The task —
Would you return the lines between the one holding "#[arg(short = 'c', long" and the one holding "as microphone input", inclusive, and only those, exactly as they stand in the listing below?

*** Opening Entries provided ***

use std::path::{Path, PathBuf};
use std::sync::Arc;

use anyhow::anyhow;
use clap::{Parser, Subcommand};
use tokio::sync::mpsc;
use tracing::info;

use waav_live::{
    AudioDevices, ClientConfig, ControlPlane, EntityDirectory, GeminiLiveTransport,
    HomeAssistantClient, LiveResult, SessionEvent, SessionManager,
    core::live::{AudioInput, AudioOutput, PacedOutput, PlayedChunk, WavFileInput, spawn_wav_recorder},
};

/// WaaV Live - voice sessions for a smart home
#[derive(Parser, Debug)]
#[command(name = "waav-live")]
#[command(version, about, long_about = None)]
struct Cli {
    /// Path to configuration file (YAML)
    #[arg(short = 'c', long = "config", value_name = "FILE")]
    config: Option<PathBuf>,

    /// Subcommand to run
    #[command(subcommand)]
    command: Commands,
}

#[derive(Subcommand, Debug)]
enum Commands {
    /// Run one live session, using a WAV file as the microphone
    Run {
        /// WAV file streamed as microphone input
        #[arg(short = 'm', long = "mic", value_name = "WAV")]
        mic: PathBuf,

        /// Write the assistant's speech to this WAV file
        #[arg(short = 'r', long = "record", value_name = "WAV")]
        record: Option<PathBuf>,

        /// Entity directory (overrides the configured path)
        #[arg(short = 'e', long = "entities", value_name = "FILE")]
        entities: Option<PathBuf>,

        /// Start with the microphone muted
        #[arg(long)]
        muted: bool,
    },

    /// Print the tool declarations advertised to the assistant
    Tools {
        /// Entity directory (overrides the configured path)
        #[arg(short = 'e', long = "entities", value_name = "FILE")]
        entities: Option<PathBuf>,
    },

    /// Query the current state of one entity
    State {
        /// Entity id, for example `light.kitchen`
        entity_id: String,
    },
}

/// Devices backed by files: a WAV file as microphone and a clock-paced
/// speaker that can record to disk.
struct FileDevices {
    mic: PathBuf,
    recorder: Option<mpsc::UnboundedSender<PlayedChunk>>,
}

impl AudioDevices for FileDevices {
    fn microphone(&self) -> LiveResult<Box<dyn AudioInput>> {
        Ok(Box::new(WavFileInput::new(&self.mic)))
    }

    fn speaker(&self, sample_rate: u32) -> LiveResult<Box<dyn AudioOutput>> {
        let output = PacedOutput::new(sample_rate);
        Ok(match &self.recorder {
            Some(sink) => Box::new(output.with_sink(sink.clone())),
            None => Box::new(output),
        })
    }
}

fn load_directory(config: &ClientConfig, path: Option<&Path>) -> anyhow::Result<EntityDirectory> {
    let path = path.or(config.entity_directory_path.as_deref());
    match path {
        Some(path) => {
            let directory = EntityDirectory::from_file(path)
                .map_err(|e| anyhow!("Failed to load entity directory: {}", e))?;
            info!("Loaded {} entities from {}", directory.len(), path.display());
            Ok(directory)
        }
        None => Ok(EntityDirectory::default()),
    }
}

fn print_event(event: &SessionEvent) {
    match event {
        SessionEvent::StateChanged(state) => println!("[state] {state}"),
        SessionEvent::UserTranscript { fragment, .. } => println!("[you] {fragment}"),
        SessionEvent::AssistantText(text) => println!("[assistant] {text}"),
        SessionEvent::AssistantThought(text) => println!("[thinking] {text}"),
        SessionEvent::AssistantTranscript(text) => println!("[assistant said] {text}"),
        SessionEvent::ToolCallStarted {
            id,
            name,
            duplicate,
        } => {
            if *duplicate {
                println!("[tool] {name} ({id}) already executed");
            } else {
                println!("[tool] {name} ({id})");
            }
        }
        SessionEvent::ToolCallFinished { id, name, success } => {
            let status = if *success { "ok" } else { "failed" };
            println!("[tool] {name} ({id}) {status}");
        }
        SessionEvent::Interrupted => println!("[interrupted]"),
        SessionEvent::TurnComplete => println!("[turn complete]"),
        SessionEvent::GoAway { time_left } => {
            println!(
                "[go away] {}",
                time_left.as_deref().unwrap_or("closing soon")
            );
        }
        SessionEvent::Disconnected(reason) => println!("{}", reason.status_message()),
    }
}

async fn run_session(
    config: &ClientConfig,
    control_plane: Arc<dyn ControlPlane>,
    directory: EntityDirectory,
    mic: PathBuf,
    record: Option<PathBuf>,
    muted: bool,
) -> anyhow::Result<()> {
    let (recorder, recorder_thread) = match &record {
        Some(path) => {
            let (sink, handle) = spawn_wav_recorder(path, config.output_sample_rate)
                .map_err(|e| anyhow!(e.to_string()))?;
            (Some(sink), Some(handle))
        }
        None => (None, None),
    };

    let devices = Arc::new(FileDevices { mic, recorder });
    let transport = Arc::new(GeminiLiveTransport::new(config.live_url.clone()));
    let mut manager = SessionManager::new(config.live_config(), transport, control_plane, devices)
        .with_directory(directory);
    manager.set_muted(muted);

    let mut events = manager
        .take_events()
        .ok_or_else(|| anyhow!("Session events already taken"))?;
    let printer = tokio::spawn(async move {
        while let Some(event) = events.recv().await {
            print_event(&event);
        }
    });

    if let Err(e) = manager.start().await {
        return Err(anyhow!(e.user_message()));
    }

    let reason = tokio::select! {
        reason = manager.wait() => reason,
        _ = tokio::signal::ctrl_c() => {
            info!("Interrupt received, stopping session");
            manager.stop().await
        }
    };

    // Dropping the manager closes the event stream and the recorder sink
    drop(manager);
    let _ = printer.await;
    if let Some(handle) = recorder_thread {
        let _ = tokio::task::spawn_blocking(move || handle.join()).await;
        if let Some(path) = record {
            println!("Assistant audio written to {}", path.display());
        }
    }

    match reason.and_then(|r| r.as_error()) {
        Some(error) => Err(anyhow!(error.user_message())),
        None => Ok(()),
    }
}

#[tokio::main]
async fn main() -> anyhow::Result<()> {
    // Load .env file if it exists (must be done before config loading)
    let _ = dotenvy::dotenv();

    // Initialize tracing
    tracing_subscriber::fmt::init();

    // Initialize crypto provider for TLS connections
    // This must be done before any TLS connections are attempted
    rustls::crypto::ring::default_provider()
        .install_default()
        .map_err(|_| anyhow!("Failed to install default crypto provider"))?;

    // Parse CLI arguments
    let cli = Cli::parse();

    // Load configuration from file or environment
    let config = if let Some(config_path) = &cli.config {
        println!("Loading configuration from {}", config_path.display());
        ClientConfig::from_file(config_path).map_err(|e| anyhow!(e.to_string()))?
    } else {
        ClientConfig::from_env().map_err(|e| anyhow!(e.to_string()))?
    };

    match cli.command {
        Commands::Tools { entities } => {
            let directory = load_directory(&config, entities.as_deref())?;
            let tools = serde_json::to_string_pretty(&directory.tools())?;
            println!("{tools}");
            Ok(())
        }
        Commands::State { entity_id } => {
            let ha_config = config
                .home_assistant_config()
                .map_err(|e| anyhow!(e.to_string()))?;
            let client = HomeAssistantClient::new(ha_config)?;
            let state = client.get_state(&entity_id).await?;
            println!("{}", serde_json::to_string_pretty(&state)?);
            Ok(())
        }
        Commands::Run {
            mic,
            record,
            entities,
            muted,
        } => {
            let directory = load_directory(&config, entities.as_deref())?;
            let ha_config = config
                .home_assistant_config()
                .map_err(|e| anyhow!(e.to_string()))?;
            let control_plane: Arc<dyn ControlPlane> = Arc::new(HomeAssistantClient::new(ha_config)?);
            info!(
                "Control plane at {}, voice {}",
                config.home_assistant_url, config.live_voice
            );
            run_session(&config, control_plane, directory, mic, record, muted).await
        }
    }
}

*** Closing Entries provided ***
*** Opening Entries provided ***

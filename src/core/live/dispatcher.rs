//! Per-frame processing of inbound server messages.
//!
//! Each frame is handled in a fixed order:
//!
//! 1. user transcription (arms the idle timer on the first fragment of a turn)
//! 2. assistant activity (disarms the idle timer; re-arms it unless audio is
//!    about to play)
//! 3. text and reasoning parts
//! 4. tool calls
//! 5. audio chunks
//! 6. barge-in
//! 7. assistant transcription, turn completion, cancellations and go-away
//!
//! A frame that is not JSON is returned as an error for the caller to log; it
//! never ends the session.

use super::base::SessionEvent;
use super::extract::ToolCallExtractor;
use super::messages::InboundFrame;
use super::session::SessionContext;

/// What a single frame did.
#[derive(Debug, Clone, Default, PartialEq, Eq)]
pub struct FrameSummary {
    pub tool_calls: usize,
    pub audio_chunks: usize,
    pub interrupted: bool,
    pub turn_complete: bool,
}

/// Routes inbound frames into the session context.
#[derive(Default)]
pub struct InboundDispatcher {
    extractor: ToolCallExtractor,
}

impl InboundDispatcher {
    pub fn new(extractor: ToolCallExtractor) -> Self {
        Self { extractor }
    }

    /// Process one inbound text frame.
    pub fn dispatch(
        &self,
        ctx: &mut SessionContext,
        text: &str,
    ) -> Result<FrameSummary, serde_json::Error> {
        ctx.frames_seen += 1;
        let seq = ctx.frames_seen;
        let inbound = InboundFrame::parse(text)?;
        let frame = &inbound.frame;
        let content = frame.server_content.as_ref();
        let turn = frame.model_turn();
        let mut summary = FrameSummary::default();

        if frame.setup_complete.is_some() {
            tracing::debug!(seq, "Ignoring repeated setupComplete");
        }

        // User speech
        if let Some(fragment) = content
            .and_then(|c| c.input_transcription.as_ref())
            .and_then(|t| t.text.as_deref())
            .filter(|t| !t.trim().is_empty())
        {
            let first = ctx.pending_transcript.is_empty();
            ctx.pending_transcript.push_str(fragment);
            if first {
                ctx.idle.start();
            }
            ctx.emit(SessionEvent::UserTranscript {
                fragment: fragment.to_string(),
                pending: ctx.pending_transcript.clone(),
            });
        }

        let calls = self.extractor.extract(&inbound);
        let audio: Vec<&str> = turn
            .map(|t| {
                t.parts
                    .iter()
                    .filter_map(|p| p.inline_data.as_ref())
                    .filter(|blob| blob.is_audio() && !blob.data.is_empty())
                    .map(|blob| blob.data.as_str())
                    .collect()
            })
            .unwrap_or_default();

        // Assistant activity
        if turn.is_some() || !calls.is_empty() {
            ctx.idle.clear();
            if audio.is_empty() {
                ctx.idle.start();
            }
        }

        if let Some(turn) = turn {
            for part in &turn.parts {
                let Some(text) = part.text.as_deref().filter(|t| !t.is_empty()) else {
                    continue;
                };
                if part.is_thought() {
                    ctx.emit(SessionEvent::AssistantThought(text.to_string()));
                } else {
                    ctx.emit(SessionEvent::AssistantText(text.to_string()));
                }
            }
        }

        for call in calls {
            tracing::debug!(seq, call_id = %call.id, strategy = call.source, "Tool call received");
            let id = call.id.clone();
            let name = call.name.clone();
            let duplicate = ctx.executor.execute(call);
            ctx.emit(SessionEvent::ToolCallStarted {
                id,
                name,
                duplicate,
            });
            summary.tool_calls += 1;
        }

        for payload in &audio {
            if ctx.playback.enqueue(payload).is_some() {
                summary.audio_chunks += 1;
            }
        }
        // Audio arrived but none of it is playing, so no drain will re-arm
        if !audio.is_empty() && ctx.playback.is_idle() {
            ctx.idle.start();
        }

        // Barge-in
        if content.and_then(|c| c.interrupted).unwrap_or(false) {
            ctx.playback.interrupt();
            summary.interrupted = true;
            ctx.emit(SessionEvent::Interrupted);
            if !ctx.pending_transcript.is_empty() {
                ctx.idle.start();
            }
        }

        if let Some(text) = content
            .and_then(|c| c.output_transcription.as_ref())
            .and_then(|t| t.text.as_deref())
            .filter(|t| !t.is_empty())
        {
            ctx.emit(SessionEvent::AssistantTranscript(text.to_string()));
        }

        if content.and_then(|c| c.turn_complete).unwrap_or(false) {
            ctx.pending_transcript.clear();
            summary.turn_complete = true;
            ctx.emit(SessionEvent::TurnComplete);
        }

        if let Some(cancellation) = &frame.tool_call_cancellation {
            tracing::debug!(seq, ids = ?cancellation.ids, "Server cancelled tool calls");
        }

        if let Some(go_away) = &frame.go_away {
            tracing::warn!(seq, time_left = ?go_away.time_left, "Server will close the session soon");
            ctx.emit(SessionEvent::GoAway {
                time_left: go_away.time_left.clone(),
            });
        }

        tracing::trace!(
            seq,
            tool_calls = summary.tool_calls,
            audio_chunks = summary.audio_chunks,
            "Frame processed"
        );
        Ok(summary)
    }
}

*** Closing Entries provided ***

Solution to the problem —
    #[arg(short = 'c', long = "config", value_name = "FILE")]
    config: Option<PathBuf>,

    /// Subcommand to run
    #[command(subcommand)]
    command: Commands,
}

#[derive(Subcommand, Debug)]
enum Commands {
    /// Run one live session, using a WAV file as the microphone
    Run {
        /// WAV file streamed as microphone input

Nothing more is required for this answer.